Further, the step S50 of clustering similar people includes finding out people belonging to the same community according to the strength analysis of the relationship weight to form a clustered population map; the method is realized by a clustering algorithm which is as follows:

generating a relationship vector x (i) according to each insured entity, wherein the relationship vector of all insured persons can be expressed as { x (1), …, x (m) }, and the insured persons are clustered into k clusters (c l cluster), and the specific algorithm is described as follows:

randomly selecting k clustering centroids (clustercentroids) as mu 1 and mu 2, and … mu k belongs to Rn;

repeating the process until convergence or over N iterations

For each sample i, calculate the class to which it should belong;

for each class j, recalculating the centroid of the class;

further, the recommended suspected cheat insurance participators specifically include the following steps:

recommending people with similar behavior tracks according to confirmed cheat-insurance personnel in the knowledge graph; the cosine similarity is used for measuring the difference between two individuals by using the cosine value of the included angle between two vectors in the vector space;

measuring similarity values between the vectors by calculating cosine values of included angles of the two vectors; the cosine similarity derivation formula is as follows;

wherein: a and B are relation vectors of the participants and the insured persons in the relation space.
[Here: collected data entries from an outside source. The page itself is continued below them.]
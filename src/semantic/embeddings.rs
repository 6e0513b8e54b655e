//! Embedding model wrapper for fastembed.
//!
//! The `TextEncoder` trait is the seam between the provider and the actual
//! model: production uses `FastembedEncoder`, tests inject deterministic
//! encoders with call counters.

use fastembed::{InitOptions, TextEmbedding};
use std::path::PathBuf;
use std::sync::{mpsc, Mutex};
use std::time::Duration;

/// Default download timeout for model files (5 minutes)
const DEFAULT_DOWNLOAD_TIMEOUT: Duration = Duration::from_secs(300);

/// Error type for embedding operations
#[derive(Debug, thiserror::Error)]
pub enum EmbeddingError {
    #[error("Model initialization failed: {0}")]
    InitFailed(String),

    #[error("Embedding generation failed: {0}")]
    EncodeFailed(String),

    #[error("Cannot embed empty text")]
    EmptyInput,

    #[error("Invalid model name: {0}")]
    InvalidModel(String),
}

/// The opaque text → vector function.
pub trait TextEncoder: Send + Sync {
    /// Name of the underlying model.
    fn model_name(&self) -> &str;

    /// Embedding dimensions produced by this encoder.
    fn dimensions(&self) -> usize;

    /// Encode a single text into a fixed-length vector.
    fn encode(&self, text: &str) -> Result<Vec<f32>, EmbeddingError>;

    /// SHA256 hash of the model name, identifies the cache file's producer.
    fn model_id(&self) -> [u8; 32] {
        use sha2::{Digest, Sha256};
        let mut hasher = Sha256::new();
        hasher.update(self.model_name().as_bytes());
        hasher.finalize().into()
    }
}

/// Run `f` on its own thread, giving up after `timeout`.
///
/// On timeout the worker thread keeps running to completion in the
/// background and its result is discarded.
fn run_with_deadline<T, F>(timeout: Duration, f: F) -> Option<T>
where
    T: Send + 'static,
    F: FnOnce() -> T + Send + 'static,
{
    let (tx, rx) = mpsc::channel();
    std::thread::spawn(move || {
        let _ = tx.send(f());
    });
    rx.recv_timeout(timeout).ok()
}

/// Wrapper around fastembed's TextEmbedding model.
/// Uses a Mutex because fastembed's embed() requires &mut self.
pub struct FastembedEncoder {
    model: Mutex<TextEmbedding>,
    model_name: String,
    dimensions: usize,
}

impl FastembedEncoder {
    /// Create a new encoder for the given model name.
    ///
    /// The model will be downloaded on first use if not cached.
    /// Models are cached in the `models/` subdirectory of `cache_dir`.
    pub fn new(
        model_name: &str,
        cache_dir: PathBuf,
        download_timeout: Option<Duration>,
    ) -> Result<Self, EmbeddingError> {
        let model_enum = Self::parse_model_name(model_name)?;
        let timeout = download_timeout.unwrap_or(DEFAULT_DOWNLOAD_TIMEOUT);

        let models_dir = cache_dir.join("models");
        std::fs::create_dir_all(&models_dir).map_err(|e| {
            EmbeddingError::InitFailed(format!("Failed to create models directory: {}", e))
        })?;

        let options = InitOptions::new(model_enum)
            .with_cache_dir(models_dir)
            .with_show_download_progress(true);

        // try_new blocks while the model downloads, so run it under a
        // wall-clock deadline
        let mut model = run_with_deadline(timeout, move || TextEmbedding::try_new(options))
            .ok_or_else(|| {
                EmbeddingError::InitFailed(format!(
                    "model did not initialize within {}s",
                    timeout.as_secs()
                ))
            })?
            .map_err(|e| EmbeddingError::InitFailed(e.to_string()))?;

        let dimensions = Self::probe_dimensions(&mut model)?;

        Ok(Self {
            model: Mutex::new(model),
            model_name: model_name.to_string(),
            dimensions,
        })
    }

    /// Parse model name string to fastembed enum.
    fn parse_model_name(name: &str) -> Result<fastembed::EmbeddingModel, EmbeddingError> {
        match name.to_lowercase().as_str() {
            "all-minilm-l6-v2" | "allminiml6v2" => {
                Ok(fastembed::EmbeddingModel::AllMiniLML6V2)
            }
            "all-minilm-l6-v2-q" | "allminiml6v2q" => {
                Ok(fastembed::EmbeddingModel::AllMiniLML6V2Q)
            }
            "bge-small-en-v1.5" | "bgesmallenv15" => {
                Ok(fastembed::EmbeddingModel::BGESmallENV15)
            }
            "bge-small-en-v1.5-q" | "bgesmallenv15q" => {
                Ok(fastembed::EmbeddingModel::BGESmallENV15Q)
            }
            "bge-base-en-v1.5" | "bgebaseenv15" => {
                Ok(fastembed::EmbeddingModel::BGEBaseENV15)
            }
            "bge-base-en-v1.5-q" | "bgebaseenv15q" => {
                Ok(fastembed::EmbeddingModel::BGEBaseENV15Q)
            }
            _ => Err(EmbeddingError::InvalidModel(format!(
                "Unknown model: {}. Supported models: all-MiniLM-L6-v2, bge-small-en-v1.5, bge-base-en-v1.5 (add -q suffix for quantized)",
                name
            ))),
        }
    }

    /// Probe the model to determine embedding dimensions.
    fn probe_dimensions(model: &mut TextEmbedding) -> Result<usize, EmbeddingError> {
        let test_embeddings = model
            .embed(vec!["test"], None)
            .map_err(|e| EmbeddingError::InitFailed(format!("Failed to probe dimensions: {}", e)))?;

        test_embeddings
            .first()
            .map(|v| v.len())
            .ok_or_else(|| EmbeddingError::InitFailed("Model returned no embedding".to_string()))
    }
}

impl TextEncoder for FastembedEncoder {
    fn model_name(&self) -> &str {
        &self.model_name
    }

    fn dimensions(&self) -> usize {
        self.dimensions
    }

    fn encode(&self, text: &str) -> Result<Vec<f32>, EmbeddingError> {
        if text.trim().is_empty() {
            return Err(EmbeddingError::EmptyInput);
        }

        let mut model = self.model.lock().map_err(|e| {
            EmbeddingError::EncodeFailed(format!("Failed to acquire model lock: {}", e))
        })?;

        let embeddings = model
            .embed(vec![text], None)
            .map_err(|e| EmbeddingError::EncodeFailed(e.to_string()))?;

        embeddings
            .into_iter()
            .next()
            .ok_or_else(|| EmbeddingError::EncodeFailed("No embedding returned".to_string()))
    }
}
Further, the mining of potential cheaters is specifically as follows:

and (2) reasoning a new relation through a TransE algorithm, expressing the relation by the TransE based on an entity and a relational expression vector, reasoning whether the participant t has cheating and protection behaviors from the suspected cheating and protection person h by using the behavior relation r in the participant h, the behavior relation r and the participant t of each triple instance, and enabling (h + r) to be equal to t as far as possible by adjusting h and r.

The medical insurance cheating insurance behavior discovery method based on the knowledge graph, provided by the invention, introduces the knowledge graph into the field of medical insurance, extracts knowledge through social relations, family relations and visiting behavior relations of security personnel, thereby constructing the relationship graph with suspicious cheating insurance behaviors, describes knowledge resources and carriers thereof by using a visualization technology, and excavates, analyzes, constructs, draws and displays knowledge and mutual relations among the knowledge resources and the carriers. Therefore, a list of the participants who are suspected to cheat the insurance behavior is found and provided for the medical security management organization, and a new way for discovering the suspected cheat the insurance behavior, which is different from the traditional method, is provided for the medical security management organization.

Drawings

In order to more clearly illustrate the embodiments of the present invention or the technical solutions in the prior art, the drawings used in the description of the embodiments or the prior art will be briefly described below, and it is obvious that the drawings in the following description are some embodiments of the present invention, and those skilled in the art can also obtain other drawings according to the drawings without creative efforts.

FIG. 1 is a flow chart of a medical insurance fraud-guaranteeing behavior discovery method based on knowledge-maps, provided by the invention.

Detailed Description

In order to make the objects, technical solutions and advantages of the embodiments of the present invention clearer, the technical solutions in the embodiments of the present invention will be clearly and completely described below with reference to the drawings in the embodiments of the present invention, and it is obvious that the described embodiments are some, but not all, embodiments of the present invention. All other embodiments, which can be derived by a person skilled in the art from the embodiments given herein without making any creative effort, shall fall within the protection scope of the present invention.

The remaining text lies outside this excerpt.